23. It will be seen from the answer to this question that the learned Judges were very much alive to the distinction between capacity to know the law of the land and capacity to know that the act committed was one the accused ought not to do. Indeed, the contrast is clearly brought out in the express statement that the accused must be conscious that the act was one which he ought not to do and at the same time it must be contrary to law. It would be strange if Tindal L.C.J. so far departed from his charge to the jury as to adopt any other criterion. If the very careful and acute reply of Maule J. to the questions asked by the House of Lords is studied, no doubt can exist that his view was that the unsoundness of mind of the prisoner must render him incapable of knowing right from wrong, not legality from illegality. In his answer to the first question, Maule J. is very precise in limiting the question by the words "for that reason only", so that his answer is restricted to the case of a prisoner who does an act knowing it to be contrary to law under the influence of insane delusion with a view to redressing or revenging some supposed grievance or injury, or of producing some supposed public benefit. (at p372)

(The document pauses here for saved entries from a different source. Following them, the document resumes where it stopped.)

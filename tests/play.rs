//! Deck, hand and play-legality tests.

use proptest::prelude::*;
use rand::SeedableRng;
use rand_chacha::ChaCha8Rng;
use unors::{
    Card, CardKind, Colour, DECK_SIZE, Deck, DeckOptions, DrawError, Hand, TopCard, is_playable,
    standard_cards,
};

fn normal(colour: Colour, number: u8) -> Card {
    Card::normal(colour, number).unwrap()
}

/// Builds a hand that holds `cards` in the given order.
fn hand_of(cards: &[Card]) -> Hand {
    let mut draws = cards.to_vec();
    draws.reverse();
    let mut deck = Deck::from_cards(draws);
    let mut hand = Hand::new();
    while !deck.is_empty() {
        hand.pick_up(&mut deck).unwrap();
    }
    hand
}

fn count_kind(cards: &[Card], kind: CardKind) -> usize {
    cards.iter().filter(|card| card.kind() == kind).count()
}

#[test]
fn standard_composition_counts() {
    let cards = standard_cards();
    assert_eq!(cards.len(), DECK_SIZE);
    assert_eq!(count_kind(&cards, CardKind::Normal), 76);
    assert_eq!(count_kind(&cards, CardKind::Skip), 8);
    assert_eq!(count_kind(&cards, CardKind::DrawTwo), 8);
    assert_eq!(count_kind(&cards, CardKind::Reverse), 8);
    assert_eq!(count_kind(&cards, CardKind::Wild), 4);
    assert_eq!(count_kind(&cards, CardKind::WildDrawFour), 4);

    let deck = Deck::from_cards(cards);
    let tally = deck.tally();
    for colour in Colour::ALL {
        assert_eq!(tally[&normal(colour, 0)], 1);
        for number in 1..=9 {
            assert_eq!(tally[&normal(colour, number)], 2);
        }
        assert_eq!(tally[&Card::Skip(colour)], 2);
        assert_eq!(tally[&Card::DrawTwo(colour)], 2);
        assert_eq!(tally[&Card::Reverse(colour)], 2);
    }
    assert_eq!(tally[&Card::Wild], 4);
    assert_eq!(tally[&Card::WildDrawFour], 4);
}

#[test]
fn shuffled_deck_is_a_permutation_of_the_composition() {
    let unshuffled = Deck::from_cards(standard_cards());
    let deck = Deck::from_seed(1);
    assert_eq!(deck.len(), DECK_SIZE);
    assert_eq!(deck.tally(), unshuffled.tally());
}

#[test]
fn seeds_control_the_order() {
    assert_eq!(Deck::from_seed(99), Deck::from_seed(99));

    let orders: Vec<Deck> = (0..4).map(Deck::from_seed).collect();
    assert!(orders.windows(2).any(|pair| pair[0] != pair[1]));
    assert!(orders.iter().any(|deck| deck.cards() != standard_cards()));
}

#[test]
fn options_build_multiple_sets() {
    let mut rng = ChaCha8Rng::seed_from_u64(5);
    let options = DeckOptions::default().with_decks(2);
    let deck = Deck::with_options(&options, &mut rng);
    assert_eq!(deck.len(), options.total_cards());
    assert_eq!(deck.len(), 2 * DECK_SIZE);
    assert_eq!(deck.tally()[&Card::Wild], 8);

    let empty = Deck::with_options(&DeckOptions::default().with_decks(0), &mut rng);
    assert!(empty.is_empty());
}

#[test]
fn drawing_every_card_then_one_more_fails() {
    let mut deck = Deck::from_seed(3);
    for remaining in (0..DECK_SIZE).rev() {
        deck.draw().unwrap();
        assert_eq!(deck.len(), remaining);
    }
    assert!(deck.is_empty());
    assert_eq!(deck.draw(), Err(DrawError::EmptyDeck));
    assert_eq!(DrawError::EmptyDeck.to_string(), "no cards left in the deck");
}

#[test]
fn draw_takes_from_the_end() {
    let mut deck = Deck::from_cards(vec![Card::Wild, Card::Skip(Colour::Red)]);
    assert_eq!(deck.draw(), Ok(Card::Skip(Colour::Red)));
    assert_eq!(deck.draw(), Ok(Card::Wild));
}

#[test]
fn pick_up_moves_one_card() {
    let mut deck = Deck::from_seed(11);
    let next = *deck.cards().last().unwrap();
    let mut hand = Hand::new();

    hand.pick_up(&mut deck).unwrap();
    assert_eq!(hand.len(), 1);
    assert_eq!(deck.len(), DECK_SIZE - 1);
    assert_eq!(hand.get(0), Some(&next));

    hand.pick_up(&mut deck).unwrap();
    assert_eq!(hand.len(), 2);
    assert_eq!(deck.len(), DECK_SIZE - 2);
}

#[test]
fn pick_up_from_empty_deck_propagates() {
    let mut deck = Deck::from_cards(Vec::new());
    let mut hand = hand_of(&[Card::Wild]);
    assert_eq!(hand.pick_up(&mut deck), Err(DrawError::EmptyDeck));
    assert_eq!(hand.cards(), [Card::Wild]);
}

#[test]
fn colour_or_number_matches_a_normal_card() {
    let hand = hand_of(&[
        normal(Colour::Red, 7),
        normal(Colour::Blue, 5),
        Card::Skip(Colour::Green),
        Card::Wild,
    ]);
    let top = normal(Colour::Red, 5);

    let playable: Vec<Card> = hand.can_play_on(top).copied().collect();
    assert_eq!(
        playable,
        [normal(Colour::Red, 7), normal(Colour::Blue, 5), Card::Wild]
    );
}

#[test]
fn only_kind_matches_an_action_card() {
    let hand = hand_of(&[
        normal(Colour::Yellow, 3),
        Card::Skip(Colour::Yellow),
        Card::Skip(Colour::Blue),
        Card::DrawTwo(Colour::Yellow),
    ]);

    let playable: Vec<Card> = hand.can_play_on(Card::Skip(Colour::Yellow)).copied().collect();
    assert_eq!(playable, [Card::Skip(Colour::Yellow), Card::Skip(Colour::Blue)]);

    let on_reverse: Vec<Card> = hand.can_play_on(Card::Reverse(Colour::Yellow)).copied().collect();
    assert!(on_reverse.is_empty());
}

#[test]
fn normal_card_cannot_follow_same_colour_skip() {
    let top = TopCard::new(Card::DrawTwo(Colour::Green));
    assert!(!is_playable(&normal(Colour::Green, 2), &top));
    assert!(is_playable(&Card::DrawTwo(Colour::Red), &top));
    assert!(is_playable(&Card::WildDrawFour, &top));
}

#[test]
fn declared_colour_applies_to_wild_top_card() {
    let hand = hand_of(&[
        normal(Colour::Blue, 1),
        normal(Colour::Red, 1),
        Card::Reverse(Colour::Blue),
        Card::WildDrawFour,
    ]);
    let top = TopCard::new(Card::Wild).declare(Colour::Blue);
    assert_eq!(top.colour(), Some(Colour::Blue));

    let playable: Vec<Card> = hand.can_play_on(top).copied().collect();
    assert_eq!(
        playable,
        [normal(Colour::Blue, 1), Card::Reverse(Colour::Blue), Card::WildDrawFour]
    );

    let undeclared = TopCard::new(Card::WildDrawFour);
    assert_eq!(hand.can_play_on(undeclared).count(), hand.len());
}

#[test]
fn declared_colour_is_ignored_on_coloured_cards() {
    let top = TopCard::new(normal(Colour::Red, 4)).declare(Colour::Blue);
    assert_eq!(top.colour(), Some(Colour::Red));
    assert!(!is_playable(&normal(Colour::Blue, 8), &top));
}

#[test]
fn nothing_playable_is_an_empty_sequence() {
    let hand = hand_of(&[normal(Colour::Green, 1), Card::Skip(Colour::Green)]);
    assert_eq!(hand.can_play_on(normal(Colour::Red, 9)).next(), None);
    assert_eq!(Hand::new().can_play_on(Card::Wild).count(), 0);
}

fn any_card() -> impl Strategy<Value = Card> {
    let colour = prop_oneof![
        Just(Colour::Red),
        Just(Colour::Green),
        Just(Colour::Yellow),
        Just(Colour::Blue),
    ];
    prop_oneof![
        (colour.clone(), 0u8..=9).prop_map(|(c, n)| normal(c, n)),
        colour.clone().prop_map(Card::Skip),
        colour.clone().prop_map(Card::DrawTwo),
        colour.prop_map(Card::Reverse),
        Just(Card::Wild),
        Just(Card::WildDrawFour),
    ]
}

proptest! {
    #[test]
    fn wild_cards_are_always_playable(top in any_card()) {
        prop_assert!(is_playable(&Card::Wild, &TopCard::new(top)));
        prop_assert!(is_playable(&Card::WildDrawFour, &TopCard::new(top)));
    }

    #[test]
    fn every_card_plays_on_itself(card in any_card()) {
        prop_assert!(is_playable(&card, &TopCard::new(card)));
    }

    #[test]
    fn legality_is_ordered_and_repeatable(
        cards in proptest::collection::vec(any_card(), 0..20),
        top in any_card(),
    ) {
        let hand = hand_of(&cards);
        let first: Vec<Card> = hand.can_play_on(top).copied().collect();
        let second: Vec<Card> = hand.can_play_on(top).copied().collect();
        prop_assert_eq!(&first, &second);

        let expected: Vec<Card> = cards
            .iter()
            .copied()
            .filter(|card| is_playable(card, &TopCard::new(top)))
            .collect();
        prop_assert_eq!(first, expected);
    }

    #[test]
    fn shuffle_keeps_the_multiset(seed in any::<u64>()) {
        let deck = Deck::from_seed(seed);
        prop_assert_eq!(deck.tally(), Deck::from_cards(standard_cards()).tally());
    }
}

24. Only a few months after the Judges had advised the House of Lords in M'Naghten's case it fell to Maule J. to give a direction to a jury on a defence of insanity. The case is Reg. v. Higginson (1843) 1 Car & K 129, at p 130 [1843] EngR 64; (174 ER 743, at p 744) . Maule J. said: - "If you are satisfied that the prisoner committed this offence, but you are also satisfied by the evidence that, at the time of the committing of the offence, the prisoner was so insane that he did not know right from wrong, he should be acquitted on that ground; but if you think that, at the time of the committing of the offence, he did know right from wrong, he is responsible for his acts, although he is of weak intellect." (at p372)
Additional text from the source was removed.